About this exercise
What you return must match the records below exactly, down to each character.

[Collected data entries]
┄┄┄┄┄┄┄┄┄┄

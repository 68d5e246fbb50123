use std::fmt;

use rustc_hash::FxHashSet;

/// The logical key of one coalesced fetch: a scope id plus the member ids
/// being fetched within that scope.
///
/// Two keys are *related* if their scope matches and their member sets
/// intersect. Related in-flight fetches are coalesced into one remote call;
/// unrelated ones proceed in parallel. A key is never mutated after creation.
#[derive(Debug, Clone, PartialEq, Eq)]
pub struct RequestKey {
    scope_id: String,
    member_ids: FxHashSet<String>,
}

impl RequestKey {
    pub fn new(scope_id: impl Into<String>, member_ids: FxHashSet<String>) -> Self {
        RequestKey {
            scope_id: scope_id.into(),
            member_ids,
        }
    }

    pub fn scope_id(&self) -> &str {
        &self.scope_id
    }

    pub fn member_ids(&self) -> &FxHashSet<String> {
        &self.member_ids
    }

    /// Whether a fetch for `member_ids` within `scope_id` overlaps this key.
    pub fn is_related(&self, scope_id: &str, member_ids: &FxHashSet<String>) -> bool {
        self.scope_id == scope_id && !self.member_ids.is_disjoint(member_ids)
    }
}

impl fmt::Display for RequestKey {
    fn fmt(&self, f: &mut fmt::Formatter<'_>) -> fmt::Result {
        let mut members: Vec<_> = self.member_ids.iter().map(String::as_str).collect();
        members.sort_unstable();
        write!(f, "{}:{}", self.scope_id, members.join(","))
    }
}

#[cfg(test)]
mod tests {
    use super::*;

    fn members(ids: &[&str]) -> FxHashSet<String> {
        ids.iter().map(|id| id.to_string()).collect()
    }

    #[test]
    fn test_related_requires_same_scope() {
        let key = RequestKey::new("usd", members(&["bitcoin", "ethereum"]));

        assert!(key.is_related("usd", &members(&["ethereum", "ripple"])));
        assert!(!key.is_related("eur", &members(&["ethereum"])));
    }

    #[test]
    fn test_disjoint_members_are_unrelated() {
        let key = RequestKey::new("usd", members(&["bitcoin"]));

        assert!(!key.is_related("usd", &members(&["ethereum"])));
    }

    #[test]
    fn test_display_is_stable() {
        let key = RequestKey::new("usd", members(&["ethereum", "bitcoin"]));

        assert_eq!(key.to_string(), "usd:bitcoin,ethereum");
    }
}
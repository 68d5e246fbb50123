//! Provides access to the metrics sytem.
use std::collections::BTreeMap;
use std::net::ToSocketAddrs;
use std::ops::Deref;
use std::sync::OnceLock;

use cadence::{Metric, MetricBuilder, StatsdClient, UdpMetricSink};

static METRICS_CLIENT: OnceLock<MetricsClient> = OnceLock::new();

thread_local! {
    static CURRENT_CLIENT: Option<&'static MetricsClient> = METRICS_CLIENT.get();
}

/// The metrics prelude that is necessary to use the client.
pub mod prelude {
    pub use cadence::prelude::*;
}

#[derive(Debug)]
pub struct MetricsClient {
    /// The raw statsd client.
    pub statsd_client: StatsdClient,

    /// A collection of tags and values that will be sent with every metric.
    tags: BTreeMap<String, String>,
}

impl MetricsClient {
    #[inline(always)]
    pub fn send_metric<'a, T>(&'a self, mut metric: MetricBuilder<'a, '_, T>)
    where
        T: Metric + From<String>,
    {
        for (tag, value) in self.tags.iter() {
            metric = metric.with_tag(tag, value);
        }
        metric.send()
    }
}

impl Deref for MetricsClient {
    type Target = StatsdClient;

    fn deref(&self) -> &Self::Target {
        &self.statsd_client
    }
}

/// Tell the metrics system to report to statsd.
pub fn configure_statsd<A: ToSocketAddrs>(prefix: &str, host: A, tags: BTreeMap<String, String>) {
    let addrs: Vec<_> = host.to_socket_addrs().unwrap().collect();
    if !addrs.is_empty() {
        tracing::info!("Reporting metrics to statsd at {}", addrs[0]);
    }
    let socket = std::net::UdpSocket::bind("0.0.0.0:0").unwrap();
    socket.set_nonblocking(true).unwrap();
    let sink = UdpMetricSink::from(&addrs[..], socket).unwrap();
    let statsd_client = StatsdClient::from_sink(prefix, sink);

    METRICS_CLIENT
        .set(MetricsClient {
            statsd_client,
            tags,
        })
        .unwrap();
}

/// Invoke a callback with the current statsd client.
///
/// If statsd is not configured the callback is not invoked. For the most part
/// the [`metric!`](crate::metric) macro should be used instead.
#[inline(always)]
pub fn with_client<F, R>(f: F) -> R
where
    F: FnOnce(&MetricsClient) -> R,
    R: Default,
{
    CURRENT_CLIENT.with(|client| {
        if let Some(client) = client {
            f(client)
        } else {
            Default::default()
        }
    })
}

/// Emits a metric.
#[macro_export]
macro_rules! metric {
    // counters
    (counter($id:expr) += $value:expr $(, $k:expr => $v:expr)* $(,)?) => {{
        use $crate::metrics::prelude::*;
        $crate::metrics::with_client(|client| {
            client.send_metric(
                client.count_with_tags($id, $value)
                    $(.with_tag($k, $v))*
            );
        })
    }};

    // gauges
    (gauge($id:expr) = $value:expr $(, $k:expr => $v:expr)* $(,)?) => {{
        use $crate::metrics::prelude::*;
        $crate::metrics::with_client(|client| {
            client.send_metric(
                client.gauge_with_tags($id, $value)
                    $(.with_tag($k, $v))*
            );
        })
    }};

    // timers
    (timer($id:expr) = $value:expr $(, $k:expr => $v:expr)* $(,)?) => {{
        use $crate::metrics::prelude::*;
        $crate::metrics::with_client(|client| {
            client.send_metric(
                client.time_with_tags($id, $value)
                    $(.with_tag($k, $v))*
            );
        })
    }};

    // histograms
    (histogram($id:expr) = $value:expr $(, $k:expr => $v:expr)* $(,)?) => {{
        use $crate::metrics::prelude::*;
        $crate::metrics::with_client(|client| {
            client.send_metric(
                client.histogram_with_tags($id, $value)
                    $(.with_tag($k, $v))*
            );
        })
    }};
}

┄┄┄┄┄┄┄┄┄┄

Answer to the problem
repository 68d5e246fbb50123
use std::fmt;

use rustc_hash::FxHashSet;

/// The logical key of one coalesced fetch: a scope id plus the member ids
/// being fetched within that scope.
///
/// Two keys are *related* if their scope matches and their member sets
/// intersect. Related in-flight fetches are coalesced into one remote call;
/// unrelated ones proceed in parallel. A key is never mutated after creation.
#[derive(Debug, Clone, PartialEq, Eq)]
pub struct RequestKey {
    scope_id: String,
    member_ids: FxHashSet<String>,
}

impl RequestKey {
    pub fn new(scope_id: impl Into<String>, member_ids: FxHashSet<String>) -> Self {
        RequestKey {
            scope_id: scope_id.into(),
            member_ids,
        }
    }

    pub fn scope_id(&self) -> &str {
        &self.scope_id
    }

    pub fn member_ids(&self) -> &FxHashSet<String> {
        &self.member_ids
    }

    /// Whether a fetch for `member_ids` within `scope_id` overlaps this key.
    pub fn is_related(&self, scope_id: &str, member_ids: &FxHashSet<String>) -> bool {
        self.scope_id == scope_id && !self.member_ids.is_disjoint(member_ids)
    }
}

impl fmt::Display for RequestKey {
    fn fmt(&self, f: &mut fmt::Formatter<'_>) -> fmt::Result {
        let mut members: Vec<_> = self.member_ids.iter().map(String::as_str).collect();
        members.sort_unstable();
        write!(f, "{}:{}", self.scope_id, members.join(","))
    }
}

#[cfg(test)]
mod tests {
    use super::*;

    fn members(ids: &[&str]) -> FxHashSet<String> {
        ids.iter().map(|id| id.to_string()).collect()
    }

    #[test]
    fn test_related_requires_same_scope() {
        let key = RequestKey::new("usd", members(&["bitcoin", "ethereum"]));

        assert!(key.is_related("usd", &members(&["ethereum", "ripple"])));
        assert!(!key.is_related("eur", &members(&["ethereum"])));
    }

    #[test]
    fn test_disjoint_members_are_unrelated() {
        let key = RequestKey::new("usd", members(&["bitcoin"]));

        assert!(!key.is_related("usd", &members(&["ethereum"])));
    }

    #[test]
    fn test_display_is_stable() {
        let key = RequestKey::new("usd", members(&["ethereum", "bitcoin"]));

        assert_eq!(key.to_string(), "usd:bitcoin,ethereum");
    }
}
repository 68d5e246fbb50123
//! Provides access to the metrics sytem.
use std::collections::BTreeMap;
use std::net::ToSocketAddrs;
use std::ops::Deref;
use std::sync::OnceLock;

use cadence::{Metric, MetricBuilder, StatsdClient, UdpMetricSink};

static METRICS_CLIENT: OnceLock<MetricsClient> = OnceLock::new();

thread_local! {
    static CURRENT_CLIENT: Option<&'static MetricsClient> = METRICS_CLIENT.get();
}

/// The metrics prelude that is necessary to use the client.
pub mod prelude {
    pub use cadence::prelude::*;
}

#[derive(Debug)]
pub struct MetricsClient {
    /// The raw statsd client.
    pub statsd_client: StatsdClient,

    /// A collection of tags and values that will be sent with every metric.
    tags: BTreeMap<String, String>,
}

impl MetricsClient {
    #[inline(always)]
    pub fn send_metric<'a, T>(&'a self, mut metric: MetricBuilder<'a, '_, T>)
    where
        T: Metric + From<String>,
    {
        for (tag, value) in self.tags.iter() {
            metric = metric.with_tag(tag, value);
        }
        metric.send()
    }
}

impl Deref for MetricsClient {
    type Target = StatsdClient;

    fn deref(&self) -> &Self::Target {
        &self.statsd_client
    }
}

/// Tell the metrics system to report to statsd.
pub fn configure_statsd<A: ToSocketAddrs>(prefix: &str, host: A, tags: BTreeMap<String, String>) {
    let addrs: Vec<_> = host.to_socket_addrs().unwrap().collect();
    if !addrs.is_empty() {
        tracing::info!("Reporting metrics to statsd at {}", addrs[0]);
    }
    let socket = std::net::UdpSocket::bind("0.0.0.0:0").unwrap();
    socket.set_nonblocking(true).unwrap();
    let sink = UdpMetricSink::from(&addrs[..], socket).unwrap();
    let statsd_client = StatsdClient::from_sink(prefix, sink);

    METRICS_CLIENT
        .set(MetricsClient {
            statsd_client,
            tags,
        })
        .unwrap();
}

/// Invoke a callback with the current statsd client.
///
/// If statsd is not configured the callback is not invoked. For the most part
/// the [`metric!`](crate::metric) macro should be used instead.
#[inline(always)]
pub fn with_client<F, R>(f: F) -> R
where
    F: FnOnce(&MetricsClient) -> R,
    R: Default,
{
    CURRENT_CLIENT.with(|client| {
        if let Some(client) = client {
            f(client)
        } else {
            Default::default()
        }
    })
}

/// Emits a metric.
#[macro_export]
macro_rules! metric {
    // counters
    (counter($id:expr) += $value:expr $(, $k:expr => $v:expr)* $(,)?) => {{
        use $crate::metrics::prelude::*;
        $crate::metrics::with_client(|client| {
            client.send_metric(
                client.count_with_tags($id, $value)
                    $(.with_tag($k, $v))*
            );
        })
    }};

    // gauges
    (gauge($id:expr) = $value:expr $(, $k:expr => $v:expr)* $(,)?) => {{
        use $crate::metrics::prelude::*;
        $crate::metrics::with_client(|client| {
            client.send_metric(
                client.gauge_with_tags($id, $value)
                    $(.with_tag($k, $v))*
            );
        })
    }};

    // timers
    (timer($id:expr) = $value:expr $(, $k:expr => $v:expr)* $(,)?) => {{
        use $crate::metrics::prelude::*;
        $crate::metrics::with_client(|client| {
            client.send_metric(
                client.time_with_tags($id, $value)
                    $(.with_tag($k, $v))*
            );
        })
    }};

    // histograms
    (histogram($id:expr) = $value:expr $(, $k:expr => $v:expr)* $(,)?) => {{
        use $crate::metrics::prelude::*;
        $crate::metrics::with_client(|client| {
            client.send_metric(
                client.histogram_with_tags($id, $value)
                    $(.with_tag($k, $v))*
            );
        })
    }};
}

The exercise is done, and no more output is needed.